[EXERCISE DETAILS] Only the lines with "false" in them need to be copied from the listing.

[DATA]
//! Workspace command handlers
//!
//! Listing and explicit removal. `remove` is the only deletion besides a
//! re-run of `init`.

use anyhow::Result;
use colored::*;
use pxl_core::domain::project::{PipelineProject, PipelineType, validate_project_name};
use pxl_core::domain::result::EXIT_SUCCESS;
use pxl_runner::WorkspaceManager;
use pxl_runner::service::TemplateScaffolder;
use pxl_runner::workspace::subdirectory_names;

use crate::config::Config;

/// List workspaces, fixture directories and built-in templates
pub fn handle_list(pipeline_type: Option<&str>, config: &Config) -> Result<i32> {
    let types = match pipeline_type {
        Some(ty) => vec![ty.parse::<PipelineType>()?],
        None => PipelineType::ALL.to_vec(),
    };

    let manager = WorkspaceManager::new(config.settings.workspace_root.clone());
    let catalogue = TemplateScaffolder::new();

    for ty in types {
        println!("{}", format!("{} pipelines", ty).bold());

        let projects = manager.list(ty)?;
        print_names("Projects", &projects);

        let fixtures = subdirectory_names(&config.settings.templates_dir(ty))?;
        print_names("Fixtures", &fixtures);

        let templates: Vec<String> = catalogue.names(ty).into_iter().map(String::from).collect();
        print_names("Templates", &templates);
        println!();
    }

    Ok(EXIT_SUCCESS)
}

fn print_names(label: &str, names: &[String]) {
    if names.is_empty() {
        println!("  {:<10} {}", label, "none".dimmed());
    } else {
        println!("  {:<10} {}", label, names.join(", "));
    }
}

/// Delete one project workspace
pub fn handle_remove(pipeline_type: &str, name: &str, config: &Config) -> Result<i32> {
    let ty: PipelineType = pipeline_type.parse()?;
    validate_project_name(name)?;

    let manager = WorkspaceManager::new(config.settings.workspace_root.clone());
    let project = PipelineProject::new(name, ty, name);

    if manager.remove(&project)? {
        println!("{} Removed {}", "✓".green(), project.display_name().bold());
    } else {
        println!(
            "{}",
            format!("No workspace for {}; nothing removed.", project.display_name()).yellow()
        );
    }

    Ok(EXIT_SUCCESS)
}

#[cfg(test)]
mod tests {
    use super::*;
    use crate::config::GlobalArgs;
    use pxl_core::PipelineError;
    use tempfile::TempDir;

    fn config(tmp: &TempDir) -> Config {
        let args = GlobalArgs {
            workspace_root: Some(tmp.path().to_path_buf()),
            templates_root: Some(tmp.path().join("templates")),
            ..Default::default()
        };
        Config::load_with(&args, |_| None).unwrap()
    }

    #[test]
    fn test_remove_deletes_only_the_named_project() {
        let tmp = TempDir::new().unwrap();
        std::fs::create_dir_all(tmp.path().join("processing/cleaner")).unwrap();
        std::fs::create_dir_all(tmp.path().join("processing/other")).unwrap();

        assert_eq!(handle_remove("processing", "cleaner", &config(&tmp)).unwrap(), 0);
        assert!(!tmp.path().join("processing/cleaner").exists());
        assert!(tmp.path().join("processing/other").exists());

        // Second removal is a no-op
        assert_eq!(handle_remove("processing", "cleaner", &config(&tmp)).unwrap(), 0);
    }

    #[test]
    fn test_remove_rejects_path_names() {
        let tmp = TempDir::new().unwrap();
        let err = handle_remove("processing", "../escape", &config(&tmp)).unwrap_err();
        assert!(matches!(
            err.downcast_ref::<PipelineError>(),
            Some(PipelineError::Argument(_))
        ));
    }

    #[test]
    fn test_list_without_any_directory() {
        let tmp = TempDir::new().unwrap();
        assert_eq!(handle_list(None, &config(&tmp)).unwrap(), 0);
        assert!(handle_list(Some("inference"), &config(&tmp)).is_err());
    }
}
---
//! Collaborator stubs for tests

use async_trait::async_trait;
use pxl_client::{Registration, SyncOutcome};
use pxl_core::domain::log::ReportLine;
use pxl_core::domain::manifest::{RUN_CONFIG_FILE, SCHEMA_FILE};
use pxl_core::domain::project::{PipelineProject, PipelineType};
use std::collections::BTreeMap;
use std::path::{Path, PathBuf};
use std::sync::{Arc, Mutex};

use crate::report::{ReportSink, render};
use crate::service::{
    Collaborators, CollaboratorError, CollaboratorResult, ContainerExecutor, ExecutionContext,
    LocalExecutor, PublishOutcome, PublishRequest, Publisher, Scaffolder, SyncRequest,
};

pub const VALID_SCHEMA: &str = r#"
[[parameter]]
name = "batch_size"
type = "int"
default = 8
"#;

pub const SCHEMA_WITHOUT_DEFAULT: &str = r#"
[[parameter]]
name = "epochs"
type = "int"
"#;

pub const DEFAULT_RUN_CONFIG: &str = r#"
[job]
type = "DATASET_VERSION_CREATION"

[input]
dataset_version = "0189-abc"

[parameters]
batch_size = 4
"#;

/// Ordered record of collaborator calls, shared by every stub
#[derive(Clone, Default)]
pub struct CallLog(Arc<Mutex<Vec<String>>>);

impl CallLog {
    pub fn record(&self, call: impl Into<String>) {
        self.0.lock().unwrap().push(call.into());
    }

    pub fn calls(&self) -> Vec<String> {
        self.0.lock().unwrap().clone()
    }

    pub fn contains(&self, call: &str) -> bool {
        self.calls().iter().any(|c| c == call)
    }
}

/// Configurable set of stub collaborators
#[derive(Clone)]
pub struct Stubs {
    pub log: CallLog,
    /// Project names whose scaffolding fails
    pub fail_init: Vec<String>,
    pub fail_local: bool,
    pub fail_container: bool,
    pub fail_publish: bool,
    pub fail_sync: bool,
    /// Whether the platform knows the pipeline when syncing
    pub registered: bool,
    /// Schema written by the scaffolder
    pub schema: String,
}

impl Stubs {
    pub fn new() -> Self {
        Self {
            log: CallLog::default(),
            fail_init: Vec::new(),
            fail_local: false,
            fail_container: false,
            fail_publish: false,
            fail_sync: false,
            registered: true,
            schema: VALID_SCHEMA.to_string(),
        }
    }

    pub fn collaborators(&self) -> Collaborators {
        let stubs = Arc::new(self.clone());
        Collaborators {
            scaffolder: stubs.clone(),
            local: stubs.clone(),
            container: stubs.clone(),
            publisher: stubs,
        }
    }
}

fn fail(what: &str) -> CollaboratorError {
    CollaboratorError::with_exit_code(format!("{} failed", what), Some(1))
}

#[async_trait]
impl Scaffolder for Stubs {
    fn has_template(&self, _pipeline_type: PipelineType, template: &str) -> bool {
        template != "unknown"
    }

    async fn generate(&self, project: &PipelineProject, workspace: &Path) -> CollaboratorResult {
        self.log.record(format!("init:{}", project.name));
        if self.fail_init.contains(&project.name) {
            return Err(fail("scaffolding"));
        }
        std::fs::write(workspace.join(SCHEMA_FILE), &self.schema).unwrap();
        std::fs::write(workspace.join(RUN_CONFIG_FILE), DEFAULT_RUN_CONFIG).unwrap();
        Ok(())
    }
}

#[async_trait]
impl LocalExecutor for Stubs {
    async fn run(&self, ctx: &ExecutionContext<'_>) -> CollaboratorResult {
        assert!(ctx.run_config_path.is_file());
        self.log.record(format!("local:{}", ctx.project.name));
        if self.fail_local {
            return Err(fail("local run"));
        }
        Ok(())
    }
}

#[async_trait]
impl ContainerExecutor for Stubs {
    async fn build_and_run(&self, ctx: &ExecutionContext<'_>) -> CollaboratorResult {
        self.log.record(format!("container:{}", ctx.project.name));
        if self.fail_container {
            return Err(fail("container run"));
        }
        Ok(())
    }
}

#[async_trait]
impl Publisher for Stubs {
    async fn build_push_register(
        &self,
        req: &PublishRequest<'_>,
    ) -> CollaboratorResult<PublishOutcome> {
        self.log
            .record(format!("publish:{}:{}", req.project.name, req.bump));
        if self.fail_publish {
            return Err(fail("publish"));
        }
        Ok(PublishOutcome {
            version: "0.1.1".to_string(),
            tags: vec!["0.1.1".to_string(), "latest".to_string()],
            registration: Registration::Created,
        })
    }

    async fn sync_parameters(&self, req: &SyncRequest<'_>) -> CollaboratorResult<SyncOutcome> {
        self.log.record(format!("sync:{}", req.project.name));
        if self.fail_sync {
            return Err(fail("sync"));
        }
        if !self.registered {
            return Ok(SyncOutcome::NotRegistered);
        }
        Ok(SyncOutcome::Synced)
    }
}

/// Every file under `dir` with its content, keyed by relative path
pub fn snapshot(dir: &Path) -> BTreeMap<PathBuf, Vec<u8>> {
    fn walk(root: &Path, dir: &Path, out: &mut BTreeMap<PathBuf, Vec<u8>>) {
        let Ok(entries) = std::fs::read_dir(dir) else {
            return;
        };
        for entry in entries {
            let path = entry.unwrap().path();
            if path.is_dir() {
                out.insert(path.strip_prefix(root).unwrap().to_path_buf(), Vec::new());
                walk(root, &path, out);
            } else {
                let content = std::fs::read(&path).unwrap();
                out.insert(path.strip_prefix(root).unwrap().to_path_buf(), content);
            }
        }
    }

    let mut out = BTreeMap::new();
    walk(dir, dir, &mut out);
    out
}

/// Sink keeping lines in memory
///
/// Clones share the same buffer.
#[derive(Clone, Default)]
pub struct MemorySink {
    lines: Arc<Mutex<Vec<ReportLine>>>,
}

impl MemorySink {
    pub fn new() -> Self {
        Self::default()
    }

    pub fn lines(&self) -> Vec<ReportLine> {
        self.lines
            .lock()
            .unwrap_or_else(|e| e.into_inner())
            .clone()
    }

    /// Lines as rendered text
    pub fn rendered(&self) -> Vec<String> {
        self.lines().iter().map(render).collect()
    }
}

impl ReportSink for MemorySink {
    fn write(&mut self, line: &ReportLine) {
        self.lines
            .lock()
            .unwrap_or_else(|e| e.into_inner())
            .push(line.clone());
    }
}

[RESULT FOR THIS TASK]
            fail_local: false,
            fail_container: false,
            fail_publish: false,
            fail_sync: false,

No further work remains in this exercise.